§ WORK ORDER
Please report how many lines in the records below contain the word "unexpected", giving only that number.

== Segment start ==

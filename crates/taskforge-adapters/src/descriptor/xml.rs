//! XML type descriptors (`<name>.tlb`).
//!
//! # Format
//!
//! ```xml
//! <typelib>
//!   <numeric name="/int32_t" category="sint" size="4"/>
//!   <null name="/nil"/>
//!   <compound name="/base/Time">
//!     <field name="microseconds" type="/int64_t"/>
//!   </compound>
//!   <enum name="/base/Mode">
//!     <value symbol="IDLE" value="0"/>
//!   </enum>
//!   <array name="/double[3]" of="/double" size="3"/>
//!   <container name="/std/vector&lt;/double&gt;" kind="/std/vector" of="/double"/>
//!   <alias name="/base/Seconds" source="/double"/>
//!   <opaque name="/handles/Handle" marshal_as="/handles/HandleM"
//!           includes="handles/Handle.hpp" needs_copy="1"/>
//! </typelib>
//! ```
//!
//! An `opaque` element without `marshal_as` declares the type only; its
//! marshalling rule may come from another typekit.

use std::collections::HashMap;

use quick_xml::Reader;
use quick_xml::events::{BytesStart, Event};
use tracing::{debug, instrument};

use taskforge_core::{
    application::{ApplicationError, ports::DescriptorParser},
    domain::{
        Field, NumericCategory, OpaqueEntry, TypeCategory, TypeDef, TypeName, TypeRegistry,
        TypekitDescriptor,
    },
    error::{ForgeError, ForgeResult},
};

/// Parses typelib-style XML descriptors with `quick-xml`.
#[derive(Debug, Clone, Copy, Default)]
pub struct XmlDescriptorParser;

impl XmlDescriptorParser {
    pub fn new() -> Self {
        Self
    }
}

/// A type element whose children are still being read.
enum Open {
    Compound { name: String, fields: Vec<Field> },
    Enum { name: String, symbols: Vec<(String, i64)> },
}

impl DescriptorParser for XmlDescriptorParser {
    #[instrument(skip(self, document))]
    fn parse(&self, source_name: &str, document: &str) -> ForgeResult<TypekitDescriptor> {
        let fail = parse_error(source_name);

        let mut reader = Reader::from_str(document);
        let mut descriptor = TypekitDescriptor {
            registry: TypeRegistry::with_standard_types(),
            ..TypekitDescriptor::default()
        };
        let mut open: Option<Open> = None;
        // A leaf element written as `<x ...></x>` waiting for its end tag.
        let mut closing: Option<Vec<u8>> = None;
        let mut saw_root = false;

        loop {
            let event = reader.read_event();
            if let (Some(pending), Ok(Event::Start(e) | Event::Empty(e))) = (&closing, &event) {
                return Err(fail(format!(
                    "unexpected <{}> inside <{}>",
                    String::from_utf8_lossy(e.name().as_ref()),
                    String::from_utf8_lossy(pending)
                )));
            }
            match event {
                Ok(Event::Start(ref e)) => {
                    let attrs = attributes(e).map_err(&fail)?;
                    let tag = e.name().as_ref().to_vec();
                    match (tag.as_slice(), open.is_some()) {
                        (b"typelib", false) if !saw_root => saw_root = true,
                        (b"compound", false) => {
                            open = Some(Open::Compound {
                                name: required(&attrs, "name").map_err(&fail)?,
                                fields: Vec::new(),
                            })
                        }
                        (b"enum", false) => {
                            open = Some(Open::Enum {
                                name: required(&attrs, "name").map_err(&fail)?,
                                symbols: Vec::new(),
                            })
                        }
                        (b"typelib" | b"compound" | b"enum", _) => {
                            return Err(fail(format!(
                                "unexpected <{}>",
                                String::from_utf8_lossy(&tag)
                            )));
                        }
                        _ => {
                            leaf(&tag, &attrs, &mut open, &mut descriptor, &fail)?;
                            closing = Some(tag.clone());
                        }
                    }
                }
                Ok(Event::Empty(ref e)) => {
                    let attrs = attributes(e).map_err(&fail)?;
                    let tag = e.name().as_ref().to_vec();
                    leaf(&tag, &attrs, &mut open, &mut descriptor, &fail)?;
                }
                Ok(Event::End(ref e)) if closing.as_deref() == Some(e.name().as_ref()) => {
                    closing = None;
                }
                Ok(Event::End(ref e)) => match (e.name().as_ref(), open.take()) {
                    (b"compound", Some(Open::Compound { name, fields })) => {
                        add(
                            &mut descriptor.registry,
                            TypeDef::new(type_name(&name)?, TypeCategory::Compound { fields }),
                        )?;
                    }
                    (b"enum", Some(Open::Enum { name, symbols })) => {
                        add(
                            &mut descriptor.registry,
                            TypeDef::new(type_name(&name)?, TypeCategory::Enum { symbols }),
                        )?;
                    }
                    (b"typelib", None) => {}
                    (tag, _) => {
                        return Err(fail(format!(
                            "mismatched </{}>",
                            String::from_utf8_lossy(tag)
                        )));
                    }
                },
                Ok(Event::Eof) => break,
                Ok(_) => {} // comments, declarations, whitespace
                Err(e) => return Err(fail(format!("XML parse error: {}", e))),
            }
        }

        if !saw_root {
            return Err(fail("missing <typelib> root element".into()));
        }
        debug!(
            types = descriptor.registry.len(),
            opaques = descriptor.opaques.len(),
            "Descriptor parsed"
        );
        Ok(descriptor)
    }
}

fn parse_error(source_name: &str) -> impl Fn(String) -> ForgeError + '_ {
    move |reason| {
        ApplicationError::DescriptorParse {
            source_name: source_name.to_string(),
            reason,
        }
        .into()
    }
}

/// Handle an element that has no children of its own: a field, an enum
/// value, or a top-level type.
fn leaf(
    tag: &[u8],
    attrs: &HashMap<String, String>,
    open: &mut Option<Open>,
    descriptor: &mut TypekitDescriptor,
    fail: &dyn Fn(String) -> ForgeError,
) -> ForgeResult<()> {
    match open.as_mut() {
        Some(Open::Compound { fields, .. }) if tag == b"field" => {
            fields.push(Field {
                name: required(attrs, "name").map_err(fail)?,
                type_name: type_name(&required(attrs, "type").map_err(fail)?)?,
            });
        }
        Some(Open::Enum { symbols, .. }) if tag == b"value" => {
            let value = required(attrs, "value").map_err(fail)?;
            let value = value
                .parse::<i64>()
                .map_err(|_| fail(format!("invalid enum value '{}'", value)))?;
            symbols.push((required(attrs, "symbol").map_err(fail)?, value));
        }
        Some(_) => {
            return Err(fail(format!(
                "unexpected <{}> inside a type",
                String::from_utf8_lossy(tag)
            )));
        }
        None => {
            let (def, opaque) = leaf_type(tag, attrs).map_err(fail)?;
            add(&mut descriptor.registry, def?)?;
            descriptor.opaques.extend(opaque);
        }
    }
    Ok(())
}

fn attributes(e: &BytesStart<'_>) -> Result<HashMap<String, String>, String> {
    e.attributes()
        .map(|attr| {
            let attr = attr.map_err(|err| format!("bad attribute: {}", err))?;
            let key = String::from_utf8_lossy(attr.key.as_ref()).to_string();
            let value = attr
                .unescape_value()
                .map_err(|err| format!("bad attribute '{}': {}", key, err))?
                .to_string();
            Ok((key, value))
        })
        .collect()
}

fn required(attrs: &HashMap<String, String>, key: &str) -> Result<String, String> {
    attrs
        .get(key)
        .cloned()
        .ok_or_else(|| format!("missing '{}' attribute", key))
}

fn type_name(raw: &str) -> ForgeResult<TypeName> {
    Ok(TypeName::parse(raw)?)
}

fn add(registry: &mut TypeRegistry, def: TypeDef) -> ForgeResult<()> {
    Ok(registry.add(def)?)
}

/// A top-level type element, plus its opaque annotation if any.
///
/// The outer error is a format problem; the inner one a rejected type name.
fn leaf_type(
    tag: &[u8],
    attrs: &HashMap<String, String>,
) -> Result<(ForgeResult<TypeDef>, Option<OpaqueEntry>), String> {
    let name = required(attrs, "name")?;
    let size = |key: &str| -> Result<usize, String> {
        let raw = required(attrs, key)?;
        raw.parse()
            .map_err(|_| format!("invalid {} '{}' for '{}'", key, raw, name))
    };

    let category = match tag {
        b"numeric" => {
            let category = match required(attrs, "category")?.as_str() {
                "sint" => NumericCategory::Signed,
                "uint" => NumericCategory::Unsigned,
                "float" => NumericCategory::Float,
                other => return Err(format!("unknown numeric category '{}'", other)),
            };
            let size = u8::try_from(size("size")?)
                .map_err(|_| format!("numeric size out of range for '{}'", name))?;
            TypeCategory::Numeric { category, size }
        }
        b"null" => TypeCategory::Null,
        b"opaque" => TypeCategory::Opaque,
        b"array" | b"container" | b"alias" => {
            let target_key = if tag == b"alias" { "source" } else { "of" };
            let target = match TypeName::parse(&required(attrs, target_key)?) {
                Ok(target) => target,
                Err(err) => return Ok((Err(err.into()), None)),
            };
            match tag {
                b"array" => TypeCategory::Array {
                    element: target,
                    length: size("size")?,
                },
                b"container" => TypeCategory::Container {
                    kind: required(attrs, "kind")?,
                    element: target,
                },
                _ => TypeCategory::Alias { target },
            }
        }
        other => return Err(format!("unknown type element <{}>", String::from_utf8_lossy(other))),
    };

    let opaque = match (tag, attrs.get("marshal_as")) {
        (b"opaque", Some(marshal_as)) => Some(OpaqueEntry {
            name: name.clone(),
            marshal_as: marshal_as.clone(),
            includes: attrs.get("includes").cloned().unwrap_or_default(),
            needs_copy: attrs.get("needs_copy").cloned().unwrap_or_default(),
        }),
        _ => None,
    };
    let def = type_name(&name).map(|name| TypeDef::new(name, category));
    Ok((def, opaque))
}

== Segment end ==
== Segment start ==

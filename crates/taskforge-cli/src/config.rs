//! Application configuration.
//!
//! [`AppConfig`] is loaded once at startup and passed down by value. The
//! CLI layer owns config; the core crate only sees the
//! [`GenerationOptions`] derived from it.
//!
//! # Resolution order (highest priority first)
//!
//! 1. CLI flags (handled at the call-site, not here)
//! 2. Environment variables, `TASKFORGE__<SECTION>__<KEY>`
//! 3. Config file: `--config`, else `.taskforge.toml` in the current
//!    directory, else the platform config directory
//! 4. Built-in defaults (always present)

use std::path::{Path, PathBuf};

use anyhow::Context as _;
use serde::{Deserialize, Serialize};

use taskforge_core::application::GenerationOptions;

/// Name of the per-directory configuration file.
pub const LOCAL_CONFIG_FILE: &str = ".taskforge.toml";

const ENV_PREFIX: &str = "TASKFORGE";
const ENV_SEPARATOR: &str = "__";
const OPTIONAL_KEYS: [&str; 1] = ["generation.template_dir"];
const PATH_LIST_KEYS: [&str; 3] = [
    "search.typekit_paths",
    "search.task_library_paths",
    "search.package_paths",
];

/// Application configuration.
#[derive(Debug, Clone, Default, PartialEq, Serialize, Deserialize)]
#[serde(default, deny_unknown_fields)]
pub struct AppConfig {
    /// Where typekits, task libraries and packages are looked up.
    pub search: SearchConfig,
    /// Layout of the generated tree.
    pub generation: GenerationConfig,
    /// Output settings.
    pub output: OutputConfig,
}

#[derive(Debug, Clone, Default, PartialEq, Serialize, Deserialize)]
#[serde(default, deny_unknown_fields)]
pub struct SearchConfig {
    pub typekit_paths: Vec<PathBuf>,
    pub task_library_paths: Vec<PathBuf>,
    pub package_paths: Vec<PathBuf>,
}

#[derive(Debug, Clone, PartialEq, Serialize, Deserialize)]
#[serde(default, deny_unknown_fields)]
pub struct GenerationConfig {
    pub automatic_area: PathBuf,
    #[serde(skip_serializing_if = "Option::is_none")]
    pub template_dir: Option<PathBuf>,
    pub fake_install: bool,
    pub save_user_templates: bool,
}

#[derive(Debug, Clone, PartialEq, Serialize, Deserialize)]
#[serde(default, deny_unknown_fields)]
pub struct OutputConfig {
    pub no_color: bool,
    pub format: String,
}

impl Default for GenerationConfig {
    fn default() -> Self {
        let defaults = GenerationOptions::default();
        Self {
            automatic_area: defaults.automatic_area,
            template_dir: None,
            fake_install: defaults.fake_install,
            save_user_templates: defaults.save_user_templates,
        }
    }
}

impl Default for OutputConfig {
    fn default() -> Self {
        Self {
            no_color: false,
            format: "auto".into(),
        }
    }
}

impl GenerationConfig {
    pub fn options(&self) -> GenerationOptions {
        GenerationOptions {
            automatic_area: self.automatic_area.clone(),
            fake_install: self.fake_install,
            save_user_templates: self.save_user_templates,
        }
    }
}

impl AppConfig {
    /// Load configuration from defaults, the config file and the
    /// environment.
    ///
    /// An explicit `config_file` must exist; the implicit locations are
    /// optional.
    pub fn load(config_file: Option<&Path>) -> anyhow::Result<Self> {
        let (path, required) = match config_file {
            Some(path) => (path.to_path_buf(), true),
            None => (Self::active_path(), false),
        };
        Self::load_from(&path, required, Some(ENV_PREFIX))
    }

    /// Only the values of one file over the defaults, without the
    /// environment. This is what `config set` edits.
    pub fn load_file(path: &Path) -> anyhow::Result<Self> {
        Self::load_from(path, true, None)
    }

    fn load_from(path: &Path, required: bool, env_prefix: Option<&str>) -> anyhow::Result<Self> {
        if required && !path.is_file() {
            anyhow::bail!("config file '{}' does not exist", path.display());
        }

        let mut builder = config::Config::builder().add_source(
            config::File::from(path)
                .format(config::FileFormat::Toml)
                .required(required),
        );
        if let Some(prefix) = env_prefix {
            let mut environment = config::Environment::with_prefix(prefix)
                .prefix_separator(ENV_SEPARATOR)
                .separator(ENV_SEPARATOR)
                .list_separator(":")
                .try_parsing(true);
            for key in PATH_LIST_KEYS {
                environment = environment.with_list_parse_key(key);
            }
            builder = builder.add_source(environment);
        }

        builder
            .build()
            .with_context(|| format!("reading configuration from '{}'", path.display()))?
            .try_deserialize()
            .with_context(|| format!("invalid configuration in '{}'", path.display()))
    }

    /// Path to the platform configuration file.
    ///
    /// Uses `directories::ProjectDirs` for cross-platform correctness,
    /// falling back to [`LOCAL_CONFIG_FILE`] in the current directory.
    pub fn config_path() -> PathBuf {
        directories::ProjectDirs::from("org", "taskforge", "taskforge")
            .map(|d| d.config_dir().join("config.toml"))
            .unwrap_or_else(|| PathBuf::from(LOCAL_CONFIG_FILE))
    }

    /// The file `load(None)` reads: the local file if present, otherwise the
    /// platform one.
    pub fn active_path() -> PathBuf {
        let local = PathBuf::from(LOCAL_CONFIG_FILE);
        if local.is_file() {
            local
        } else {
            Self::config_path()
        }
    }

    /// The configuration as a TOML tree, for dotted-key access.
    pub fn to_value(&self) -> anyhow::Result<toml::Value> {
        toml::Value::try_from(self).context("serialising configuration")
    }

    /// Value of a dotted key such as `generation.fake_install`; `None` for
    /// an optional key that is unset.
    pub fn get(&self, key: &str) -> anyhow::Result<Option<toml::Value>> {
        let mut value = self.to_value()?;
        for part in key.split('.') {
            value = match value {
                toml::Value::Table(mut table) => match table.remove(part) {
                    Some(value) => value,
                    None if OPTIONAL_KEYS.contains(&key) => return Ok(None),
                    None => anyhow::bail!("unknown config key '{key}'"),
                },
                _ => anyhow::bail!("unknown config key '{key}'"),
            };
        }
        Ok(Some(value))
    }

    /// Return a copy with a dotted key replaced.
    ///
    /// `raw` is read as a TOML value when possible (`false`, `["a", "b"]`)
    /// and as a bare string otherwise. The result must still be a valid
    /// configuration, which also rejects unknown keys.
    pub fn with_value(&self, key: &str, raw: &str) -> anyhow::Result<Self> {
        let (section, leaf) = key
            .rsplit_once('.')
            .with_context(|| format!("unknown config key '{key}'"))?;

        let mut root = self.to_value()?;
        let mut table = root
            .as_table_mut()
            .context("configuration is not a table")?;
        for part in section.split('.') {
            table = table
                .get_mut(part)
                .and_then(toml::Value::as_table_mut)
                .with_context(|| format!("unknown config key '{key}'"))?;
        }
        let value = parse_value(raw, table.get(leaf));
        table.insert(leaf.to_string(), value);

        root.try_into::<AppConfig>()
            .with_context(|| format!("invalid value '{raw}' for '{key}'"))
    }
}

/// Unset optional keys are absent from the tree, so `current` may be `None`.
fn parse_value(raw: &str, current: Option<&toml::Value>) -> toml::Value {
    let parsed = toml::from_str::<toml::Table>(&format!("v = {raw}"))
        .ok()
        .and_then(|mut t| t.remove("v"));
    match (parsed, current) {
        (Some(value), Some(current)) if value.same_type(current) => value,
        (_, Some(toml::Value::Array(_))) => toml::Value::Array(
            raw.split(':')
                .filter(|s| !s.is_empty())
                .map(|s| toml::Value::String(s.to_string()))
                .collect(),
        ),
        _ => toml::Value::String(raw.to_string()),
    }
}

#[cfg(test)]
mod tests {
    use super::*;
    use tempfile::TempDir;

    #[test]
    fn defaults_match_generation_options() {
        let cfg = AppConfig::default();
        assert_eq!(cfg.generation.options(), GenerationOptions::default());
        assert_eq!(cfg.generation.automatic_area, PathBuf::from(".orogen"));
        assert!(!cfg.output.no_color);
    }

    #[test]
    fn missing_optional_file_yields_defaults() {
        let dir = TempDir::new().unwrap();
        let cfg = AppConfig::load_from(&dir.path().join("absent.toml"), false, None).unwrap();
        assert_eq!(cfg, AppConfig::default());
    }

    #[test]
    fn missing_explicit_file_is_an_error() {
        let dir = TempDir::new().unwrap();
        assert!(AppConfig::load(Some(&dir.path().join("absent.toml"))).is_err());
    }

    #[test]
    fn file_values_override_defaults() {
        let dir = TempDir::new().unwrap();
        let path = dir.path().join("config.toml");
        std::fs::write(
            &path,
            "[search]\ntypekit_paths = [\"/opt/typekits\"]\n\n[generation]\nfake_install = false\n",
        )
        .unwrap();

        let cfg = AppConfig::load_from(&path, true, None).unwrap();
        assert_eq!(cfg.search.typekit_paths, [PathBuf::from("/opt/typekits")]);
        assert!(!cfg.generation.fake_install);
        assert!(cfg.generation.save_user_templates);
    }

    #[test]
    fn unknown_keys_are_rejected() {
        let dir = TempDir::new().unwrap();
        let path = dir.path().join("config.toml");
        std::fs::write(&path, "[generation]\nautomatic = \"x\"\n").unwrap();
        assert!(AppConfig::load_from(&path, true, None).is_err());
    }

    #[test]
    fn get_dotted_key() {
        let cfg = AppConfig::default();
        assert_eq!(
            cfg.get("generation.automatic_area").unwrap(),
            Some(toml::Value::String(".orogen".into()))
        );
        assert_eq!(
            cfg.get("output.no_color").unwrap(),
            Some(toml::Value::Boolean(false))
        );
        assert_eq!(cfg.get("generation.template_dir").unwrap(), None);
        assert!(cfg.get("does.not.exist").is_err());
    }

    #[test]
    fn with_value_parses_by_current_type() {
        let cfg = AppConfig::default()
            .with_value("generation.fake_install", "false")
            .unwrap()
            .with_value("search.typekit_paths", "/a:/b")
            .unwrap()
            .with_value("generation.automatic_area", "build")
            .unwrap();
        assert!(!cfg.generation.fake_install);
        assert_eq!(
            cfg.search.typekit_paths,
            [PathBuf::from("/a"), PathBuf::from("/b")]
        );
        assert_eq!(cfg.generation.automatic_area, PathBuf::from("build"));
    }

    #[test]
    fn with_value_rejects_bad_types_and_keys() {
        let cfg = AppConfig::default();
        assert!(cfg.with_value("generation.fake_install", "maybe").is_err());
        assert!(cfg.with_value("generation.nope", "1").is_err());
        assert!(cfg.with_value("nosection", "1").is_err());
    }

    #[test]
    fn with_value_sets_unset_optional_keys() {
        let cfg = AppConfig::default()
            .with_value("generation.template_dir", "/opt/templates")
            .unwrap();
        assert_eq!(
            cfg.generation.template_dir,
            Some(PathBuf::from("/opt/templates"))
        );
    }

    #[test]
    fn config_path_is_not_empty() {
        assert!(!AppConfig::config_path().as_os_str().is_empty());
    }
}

== Segment end ==
== Segment start ==

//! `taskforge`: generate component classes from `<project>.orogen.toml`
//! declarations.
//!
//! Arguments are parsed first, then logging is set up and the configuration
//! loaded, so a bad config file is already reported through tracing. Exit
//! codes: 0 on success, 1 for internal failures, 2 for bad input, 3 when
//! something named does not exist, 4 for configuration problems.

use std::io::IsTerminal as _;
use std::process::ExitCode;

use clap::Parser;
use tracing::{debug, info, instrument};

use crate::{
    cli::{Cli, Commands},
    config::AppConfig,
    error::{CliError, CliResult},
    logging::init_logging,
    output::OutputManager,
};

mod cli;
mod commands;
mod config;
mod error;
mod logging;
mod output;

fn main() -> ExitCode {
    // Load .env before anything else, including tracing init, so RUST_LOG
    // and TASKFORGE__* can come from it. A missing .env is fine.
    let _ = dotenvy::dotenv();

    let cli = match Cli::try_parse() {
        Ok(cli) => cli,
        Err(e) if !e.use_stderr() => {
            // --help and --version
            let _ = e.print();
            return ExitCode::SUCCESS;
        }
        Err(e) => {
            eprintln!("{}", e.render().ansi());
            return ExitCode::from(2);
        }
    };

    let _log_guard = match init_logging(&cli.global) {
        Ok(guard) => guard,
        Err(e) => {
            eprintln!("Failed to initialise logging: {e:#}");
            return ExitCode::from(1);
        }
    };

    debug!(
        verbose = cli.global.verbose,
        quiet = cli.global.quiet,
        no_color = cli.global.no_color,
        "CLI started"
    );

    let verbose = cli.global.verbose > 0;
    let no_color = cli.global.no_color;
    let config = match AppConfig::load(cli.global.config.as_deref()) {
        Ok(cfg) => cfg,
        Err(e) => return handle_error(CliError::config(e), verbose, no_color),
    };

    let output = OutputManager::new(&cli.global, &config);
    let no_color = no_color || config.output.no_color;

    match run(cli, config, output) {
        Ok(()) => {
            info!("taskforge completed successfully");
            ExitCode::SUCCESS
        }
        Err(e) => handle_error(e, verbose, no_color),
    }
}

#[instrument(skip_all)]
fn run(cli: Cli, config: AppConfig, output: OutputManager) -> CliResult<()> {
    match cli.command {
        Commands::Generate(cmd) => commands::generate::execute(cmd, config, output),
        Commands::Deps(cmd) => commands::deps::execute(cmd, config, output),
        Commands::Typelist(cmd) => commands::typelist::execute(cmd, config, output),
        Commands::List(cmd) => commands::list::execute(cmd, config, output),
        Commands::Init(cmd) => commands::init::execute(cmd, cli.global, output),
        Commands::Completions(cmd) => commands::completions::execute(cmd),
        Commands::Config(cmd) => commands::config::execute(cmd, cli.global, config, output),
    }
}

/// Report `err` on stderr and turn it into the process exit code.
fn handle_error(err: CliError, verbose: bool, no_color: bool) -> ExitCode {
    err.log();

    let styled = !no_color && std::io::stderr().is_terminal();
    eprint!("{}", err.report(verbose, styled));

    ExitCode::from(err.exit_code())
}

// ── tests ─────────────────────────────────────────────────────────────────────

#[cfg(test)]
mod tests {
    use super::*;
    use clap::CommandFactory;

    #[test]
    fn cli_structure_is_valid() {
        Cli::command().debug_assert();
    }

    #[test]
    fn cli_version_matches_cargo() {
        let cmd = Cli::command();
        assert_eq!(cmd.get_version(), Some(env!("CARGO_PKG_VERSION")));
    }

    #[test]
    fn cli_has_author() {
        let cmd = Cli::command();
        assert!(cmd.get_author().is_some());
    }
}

== Segment end ==

§ COMPLETED EXERCISE
3